Only one stretch of the data below should be repeated: the lines from the line containing "job slot, or" through the line containing "enforces the timeout.", inclusive, exactly as they are.

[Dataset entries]
○ ○ ○ ○

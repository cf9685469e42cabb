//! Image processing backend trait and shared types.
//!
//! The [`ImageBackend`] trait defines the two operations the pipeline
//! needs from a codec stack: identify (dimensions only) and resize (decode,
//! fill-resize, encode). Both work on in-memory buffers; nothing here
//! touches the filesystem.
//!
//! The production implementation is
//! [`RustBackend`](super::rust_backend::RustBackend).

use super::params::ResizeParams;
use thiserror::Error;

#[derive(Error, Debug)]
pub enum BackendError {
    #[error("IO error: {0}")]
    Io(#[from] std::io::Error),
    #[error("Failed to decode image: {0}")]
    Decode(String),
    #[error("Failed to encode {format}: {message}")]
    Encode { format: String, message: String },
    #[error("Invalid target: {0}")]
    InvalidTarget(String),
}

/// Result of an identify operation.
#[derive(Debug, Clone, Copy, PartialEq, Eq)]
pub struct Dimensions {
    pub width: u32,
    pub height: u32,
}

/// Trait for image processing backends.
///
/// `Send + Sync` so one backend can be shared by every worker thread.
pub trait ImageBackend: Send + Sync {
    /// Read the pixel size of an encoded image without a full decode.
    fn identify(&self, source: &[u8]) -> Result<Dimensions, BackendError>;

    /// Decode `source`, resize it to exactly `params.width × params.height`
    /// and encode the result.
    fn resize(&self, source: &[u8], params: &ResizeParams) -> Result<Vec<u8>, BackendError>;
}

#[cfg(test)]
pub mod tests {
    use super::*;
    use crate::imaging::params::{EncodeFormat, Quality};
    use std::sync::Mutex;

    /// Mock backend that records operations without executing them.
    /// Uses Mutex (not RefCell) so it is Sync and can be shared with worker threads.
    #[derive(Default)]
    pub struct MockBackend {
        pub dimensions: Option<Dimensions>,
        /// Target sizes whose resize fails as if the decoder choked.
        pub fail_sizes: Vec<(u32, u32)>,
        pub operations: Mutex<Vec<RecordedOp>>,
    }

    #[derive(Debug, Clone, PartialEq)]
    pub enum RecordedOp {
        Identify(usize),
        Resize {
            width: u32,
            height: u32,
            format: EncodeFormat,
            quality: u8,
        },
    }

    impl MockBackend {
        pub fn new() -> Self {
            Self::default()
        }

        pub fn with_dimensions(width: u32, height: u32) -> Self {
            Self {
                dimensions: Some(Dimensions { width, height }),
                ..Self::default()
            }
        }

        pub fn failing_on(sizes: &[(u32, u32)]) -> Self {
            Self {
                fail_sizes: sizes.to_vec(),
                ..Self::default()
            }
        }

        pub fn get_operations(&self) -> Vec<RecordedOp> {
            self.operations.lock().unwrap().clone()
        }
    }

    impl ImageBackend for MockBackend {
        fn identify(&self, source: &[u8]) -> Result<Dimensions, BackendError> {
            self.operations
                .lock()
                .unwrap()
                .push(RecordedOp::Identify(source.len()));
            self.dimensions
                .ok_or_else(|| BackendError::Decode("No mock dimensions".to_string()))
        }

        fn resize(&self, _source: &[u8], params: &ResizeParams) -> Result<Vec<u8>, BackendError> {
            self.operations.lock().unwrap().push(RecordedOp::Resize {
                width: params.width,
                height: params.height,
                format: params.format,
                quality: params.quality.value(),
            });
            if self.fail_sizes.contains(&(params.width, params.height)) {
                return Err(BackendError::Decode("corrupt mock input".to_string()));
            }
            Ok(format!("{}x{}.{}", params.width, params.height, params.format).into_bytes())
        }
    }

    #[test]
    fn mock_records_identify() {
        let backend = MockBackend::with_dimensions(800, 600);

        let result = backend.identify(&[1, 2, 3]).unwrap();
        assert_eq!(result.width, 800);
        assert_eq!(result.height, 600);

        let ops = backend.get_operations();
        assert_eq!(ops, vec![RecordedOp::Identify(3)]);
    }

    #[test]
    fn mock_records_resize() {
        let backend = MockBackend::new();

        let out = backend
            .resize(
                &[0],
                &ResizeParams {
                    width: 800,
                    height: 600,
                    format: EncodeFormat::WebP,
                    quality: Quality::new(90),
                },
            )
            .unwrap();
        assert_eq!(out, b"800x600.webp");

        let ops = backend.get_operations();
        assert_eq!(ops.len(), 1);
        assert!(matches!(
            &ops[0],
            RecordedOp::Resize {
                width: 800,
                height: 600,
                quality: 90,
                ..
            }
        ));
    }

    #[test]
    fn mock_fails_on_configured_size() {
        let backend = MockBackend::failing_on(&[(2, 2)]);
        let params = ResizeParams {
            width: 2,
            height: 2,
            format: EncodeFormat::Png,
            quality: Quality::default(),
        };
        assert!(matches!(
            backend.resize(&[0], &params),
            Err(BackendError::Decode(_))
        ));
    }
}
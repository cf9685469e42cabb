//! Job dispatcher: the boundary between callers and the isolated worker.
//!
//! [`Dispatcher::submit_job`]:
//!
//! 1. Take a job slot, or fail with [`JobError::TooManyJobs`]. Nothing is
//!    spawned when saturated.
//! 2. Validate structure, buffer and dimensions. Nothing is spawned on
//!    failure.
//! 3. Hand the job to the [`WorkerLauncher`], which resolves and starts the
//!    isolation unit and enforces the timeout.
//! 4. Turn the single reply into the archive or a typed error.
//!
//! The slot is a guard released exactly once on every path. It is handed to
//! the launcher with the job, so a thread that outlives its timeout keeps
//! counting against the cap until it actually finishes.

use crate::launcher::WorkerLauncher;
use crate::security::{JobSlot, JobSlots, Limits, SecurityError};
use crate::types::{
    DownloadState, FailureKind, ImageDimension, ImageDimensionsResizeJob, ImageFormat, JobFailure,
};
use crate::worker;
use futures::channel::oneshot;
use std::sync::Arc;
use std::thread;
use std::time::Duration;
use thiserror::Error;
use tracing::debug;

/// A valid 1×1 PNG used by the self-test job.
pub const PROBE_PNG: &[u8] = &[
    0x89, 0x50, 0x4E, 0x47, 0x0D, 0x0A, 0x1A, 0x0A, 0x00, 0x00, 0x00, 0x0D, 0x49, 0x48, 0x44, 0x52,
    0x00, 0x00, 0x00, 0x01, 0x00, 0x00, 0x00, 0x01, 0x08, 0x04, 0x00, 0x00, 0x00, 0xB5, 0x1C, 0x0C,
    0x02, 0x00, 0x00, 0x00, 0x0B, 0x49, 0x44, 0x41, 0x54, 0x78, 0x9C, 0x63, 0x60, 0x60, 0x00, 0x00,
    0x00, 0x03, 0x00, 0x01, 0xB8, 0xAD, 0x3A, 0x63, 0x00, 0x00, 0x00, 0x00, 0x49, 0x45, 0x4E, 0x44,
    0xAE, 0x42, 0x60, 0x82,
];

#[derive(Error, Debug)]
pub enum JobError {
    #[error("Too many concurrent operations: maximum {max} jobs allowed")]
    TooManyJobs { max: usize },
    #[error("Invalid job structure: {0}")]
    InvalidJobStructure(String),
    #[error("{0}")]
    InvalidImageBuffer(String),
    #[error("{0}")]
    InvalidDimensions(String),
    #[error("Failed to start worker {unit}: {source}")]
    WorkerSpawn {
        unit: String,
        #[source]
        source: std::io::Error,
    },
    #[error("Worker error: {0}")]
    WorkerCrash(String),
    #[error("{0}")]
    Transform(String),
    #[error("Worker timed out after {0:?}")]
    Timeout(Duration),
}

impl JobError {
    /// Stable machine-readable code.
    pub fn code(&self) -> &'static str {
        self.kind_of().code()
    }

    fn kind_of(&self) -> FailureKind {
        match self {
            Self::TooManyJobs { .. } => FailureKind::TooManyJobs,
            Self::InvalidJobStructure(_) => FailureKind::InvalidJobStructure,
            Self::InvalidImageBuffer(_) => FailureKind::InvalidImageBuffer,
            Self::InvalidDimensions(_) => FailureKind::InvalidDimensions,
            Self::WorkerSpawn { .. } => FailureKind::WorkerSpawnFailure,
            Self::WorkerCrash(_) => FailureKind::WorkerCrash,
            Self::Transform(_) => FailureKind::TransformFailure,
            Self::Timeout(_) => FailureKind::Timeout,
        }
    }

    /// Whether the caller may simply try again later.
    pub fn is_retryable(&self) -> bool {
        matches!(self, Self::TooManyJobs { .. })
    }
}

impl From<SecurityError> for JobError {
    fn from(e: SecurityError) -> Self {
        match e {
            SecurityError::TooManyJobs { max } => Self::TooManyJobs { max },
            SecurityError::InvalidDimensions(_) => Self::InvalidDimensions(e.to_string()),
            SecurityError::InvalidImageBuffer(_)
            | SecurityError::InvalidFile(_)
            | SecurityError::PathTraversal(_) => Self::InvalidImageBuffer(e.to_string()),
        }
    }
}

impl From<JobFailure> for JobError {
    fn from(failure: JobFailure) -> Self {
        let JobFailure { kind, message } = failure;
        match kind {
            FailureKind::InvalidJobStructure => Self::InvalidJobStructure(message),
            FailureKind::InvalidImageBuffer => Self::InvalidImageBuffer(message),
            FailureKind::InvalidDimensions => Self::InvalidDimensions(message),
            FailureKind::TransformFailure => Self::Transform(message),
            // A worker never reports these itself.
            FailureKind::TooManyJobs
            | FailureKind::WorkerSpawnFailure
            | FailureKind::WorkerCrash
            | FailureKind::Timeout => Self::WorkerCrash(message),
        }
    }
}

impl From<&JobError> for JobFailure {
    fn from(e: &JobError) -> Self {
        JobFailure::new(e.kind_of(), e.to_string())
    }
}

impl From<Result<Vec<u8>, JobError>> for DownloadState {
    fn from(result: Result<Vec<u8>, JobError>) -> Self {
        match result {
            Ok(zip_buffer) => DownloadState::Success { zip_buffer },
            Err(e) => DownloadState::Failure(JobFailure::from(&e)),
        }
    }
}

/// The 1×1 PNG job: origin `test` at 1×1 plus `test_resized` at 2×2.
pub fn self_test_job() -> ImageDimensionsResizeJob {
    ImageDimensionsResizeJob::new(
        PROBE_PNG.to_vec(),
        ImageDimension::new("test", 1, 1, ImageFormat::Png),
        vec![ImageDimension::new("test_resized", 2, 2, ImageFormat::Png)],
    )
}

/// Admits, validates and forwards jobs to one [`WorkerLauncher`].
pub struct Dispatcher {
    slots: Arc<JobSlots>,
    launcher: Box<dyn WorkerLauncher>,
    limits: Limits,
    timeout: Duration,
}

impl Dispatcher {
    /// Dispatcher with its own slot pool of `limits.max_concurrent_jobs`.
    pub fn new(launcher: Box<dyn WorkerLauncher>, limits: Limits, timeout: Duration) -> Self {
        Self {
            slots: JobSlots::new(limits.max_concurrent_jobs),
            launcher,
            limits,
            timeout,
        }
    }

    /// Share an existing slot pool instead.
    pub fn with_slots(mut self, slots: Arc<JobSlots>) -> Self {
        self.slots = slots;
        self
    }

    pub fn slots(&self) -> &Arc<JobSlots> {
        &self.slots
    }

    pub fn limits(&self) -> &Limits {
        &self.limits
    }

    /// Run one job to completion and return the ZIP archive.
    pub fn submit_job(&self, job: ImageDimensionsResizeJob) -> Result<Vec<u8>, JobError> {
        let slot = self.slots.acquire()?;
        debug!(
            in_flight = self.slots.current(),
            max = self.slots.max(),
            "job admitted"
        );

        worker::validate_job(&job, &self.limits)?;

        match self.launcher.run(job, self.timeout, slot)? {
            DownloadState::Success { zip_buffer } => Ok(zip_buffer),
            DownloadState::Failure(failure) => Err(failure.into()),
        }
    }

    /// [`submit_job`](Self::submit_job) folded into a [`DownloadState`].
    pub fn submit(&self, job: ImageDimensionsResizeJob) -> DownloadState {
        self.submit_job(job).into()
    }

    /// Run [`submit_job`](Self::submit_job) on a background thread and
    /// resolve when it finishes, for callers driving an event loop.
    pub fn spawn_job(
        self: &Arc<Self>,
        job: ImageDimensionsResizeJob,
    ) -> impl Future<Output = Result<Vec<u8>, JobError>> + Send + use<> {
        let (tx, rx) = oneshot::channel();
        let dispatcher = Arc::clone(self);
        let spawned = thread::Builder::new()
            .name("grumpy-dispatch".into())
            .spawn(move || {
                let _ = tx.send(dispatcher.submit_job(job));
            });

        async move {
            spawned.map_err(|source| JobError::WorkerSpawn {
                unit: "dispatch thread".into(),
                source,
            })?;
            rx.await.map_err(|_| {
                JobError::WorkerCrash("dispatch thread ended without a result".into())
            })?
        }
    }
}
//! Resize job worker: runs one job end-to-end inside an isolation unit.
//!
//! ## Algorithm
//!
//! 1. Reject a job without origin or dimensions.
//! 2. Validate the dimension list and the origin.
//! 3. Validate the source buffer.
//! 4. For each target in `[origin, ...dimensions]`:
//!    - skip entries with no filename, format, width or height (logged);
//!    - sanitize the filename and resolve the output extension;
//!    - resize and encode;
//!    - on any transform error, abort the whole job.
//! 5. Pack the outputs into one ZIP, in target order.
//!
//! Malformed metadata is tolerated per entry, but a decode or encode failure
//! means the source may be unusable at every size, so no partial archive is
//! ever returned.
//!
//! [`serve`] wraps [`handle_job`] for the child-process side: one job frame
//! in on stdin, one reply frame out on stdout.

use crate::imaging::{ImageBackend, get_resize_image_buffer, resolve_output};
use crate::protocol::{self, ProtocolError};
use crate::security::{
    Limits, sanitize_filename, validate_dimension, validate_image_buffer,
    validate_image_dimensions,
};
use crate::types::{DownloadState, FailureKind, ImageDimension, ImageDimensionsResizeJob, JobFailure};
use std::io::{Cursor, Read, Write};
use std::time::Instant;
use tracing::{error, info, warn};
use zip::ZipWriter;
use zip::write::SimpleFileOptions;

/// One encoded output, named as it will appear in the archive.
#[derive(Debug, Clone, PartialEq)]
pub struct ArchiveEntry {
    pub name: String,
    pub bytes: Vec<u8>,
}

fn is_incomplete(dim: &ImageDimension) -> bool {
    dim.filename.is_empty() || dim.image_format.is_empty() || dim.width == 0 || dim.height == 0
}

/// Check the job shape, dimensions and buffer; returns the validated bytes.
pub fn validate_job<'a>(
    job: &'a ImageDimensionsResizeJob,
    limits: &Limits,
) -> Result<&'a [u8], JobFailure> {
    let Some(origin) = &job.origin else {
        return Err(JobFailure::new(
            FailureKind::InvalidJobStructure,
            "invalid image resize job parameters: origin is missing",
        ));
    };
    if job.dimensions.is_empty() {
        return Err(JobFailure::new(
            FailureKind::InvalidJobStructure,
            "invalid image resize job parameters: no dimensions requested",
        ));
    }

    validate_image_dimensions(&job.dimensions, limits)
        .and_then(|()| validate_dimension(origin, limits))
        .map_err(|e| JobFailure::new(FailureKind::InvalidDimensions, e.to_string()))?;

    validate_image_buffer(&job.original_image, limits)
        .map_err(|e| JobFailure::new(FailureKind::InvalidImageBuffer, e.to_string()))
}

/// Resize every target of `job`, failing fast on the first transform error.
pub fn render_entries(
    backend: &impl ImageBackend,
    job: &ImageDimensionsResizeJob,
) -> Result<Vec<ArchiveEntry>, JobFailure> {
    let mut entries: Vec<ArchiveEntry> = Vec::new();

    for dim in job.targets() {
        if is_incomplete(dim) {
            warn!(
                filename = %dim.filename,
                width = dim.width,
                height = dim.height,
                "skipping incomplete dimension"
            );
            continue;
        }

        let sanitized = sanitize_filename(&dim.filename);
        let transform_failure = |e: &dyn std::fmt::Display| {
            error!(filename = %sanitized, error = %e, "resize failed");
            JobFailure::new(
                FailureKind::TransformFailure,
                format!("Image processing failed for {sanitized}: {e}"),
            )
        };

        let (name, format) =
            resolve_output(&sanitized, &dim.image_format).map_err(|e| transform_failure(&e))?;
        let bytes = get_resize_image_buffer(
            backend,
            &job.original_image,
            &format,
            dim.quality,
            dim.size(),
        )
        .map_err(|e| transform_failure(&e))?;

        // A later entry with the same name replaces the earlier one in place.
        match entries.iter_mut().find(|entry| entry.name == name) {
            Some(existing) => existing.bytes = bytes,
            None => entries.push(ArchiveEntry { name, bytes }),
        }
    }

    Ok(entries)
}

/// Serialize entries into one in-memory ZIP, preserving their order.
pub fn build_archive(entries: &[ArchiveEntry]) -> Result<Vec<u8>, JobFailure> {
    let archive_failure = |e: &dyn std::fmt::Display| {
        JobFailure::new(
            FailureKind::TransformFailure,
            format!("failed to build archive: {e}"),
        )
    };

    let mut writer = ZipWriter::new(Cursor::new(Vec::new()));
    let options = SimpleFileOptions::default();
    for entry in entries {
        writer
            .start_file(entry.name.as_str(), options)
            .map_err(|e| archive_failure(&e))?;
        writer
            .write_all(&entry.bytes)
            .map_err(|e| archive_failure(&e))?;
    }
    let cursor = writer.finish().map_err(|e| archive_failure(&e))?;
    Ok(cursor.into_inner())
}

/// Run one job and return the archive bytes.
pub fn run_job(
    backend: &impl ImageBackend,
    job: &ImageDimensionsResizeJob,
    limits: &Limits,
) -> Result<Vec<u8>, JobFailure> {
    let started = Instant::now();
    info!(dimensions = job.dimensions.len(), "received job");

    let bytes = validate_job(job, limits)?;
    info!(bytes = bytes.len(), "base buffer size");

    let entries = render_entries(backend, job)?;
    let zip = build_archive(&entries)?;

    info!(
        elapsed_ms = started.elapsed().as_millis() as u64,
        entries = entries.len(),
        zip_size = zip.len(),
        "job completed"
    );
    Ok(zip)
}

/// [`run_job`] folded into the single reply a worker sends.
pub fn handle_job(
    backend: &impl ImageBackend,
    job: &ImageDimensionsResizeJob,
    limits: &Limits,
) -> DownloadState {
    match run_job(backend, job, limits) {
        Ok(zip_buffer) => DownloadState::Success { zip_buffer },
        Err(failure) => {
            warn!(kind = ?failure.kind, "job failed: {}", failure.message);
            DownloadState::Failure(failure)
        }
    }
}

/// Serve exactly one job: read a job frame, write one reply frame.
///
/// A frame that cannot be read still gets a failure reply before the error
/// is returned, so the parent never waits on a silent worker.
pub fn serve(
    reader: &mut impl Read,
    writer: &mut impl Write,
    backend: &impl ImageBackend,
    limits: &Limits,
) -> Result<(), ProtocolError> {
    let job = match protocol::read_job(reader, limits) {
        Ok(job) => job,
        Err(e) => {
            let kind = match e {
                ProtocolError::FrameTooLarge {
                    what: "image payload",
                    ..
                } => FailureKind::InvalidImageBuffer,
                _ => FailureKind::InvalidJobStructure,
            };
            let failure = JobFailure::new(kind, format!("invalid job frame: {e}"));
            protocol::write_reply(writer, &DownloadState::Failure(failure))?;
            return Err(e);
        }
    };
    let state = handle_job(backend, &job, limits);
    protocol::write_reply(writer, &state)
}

○ ○ ○ ○

## SOLUTION TO THE PROBLEM
//! 1. Take a job slot, or fail with [`JobError::TooManyJobs`]. Nothing is
//!    spawned when saturated.
//! 2. Validate structure, buffer and dimensions. Nothing is spawned on
//!    failure.
//! 3. Hand the job to the [`WorkerLauncher`], which resolves and starts the
//!    isolation unit and enforces the timeout.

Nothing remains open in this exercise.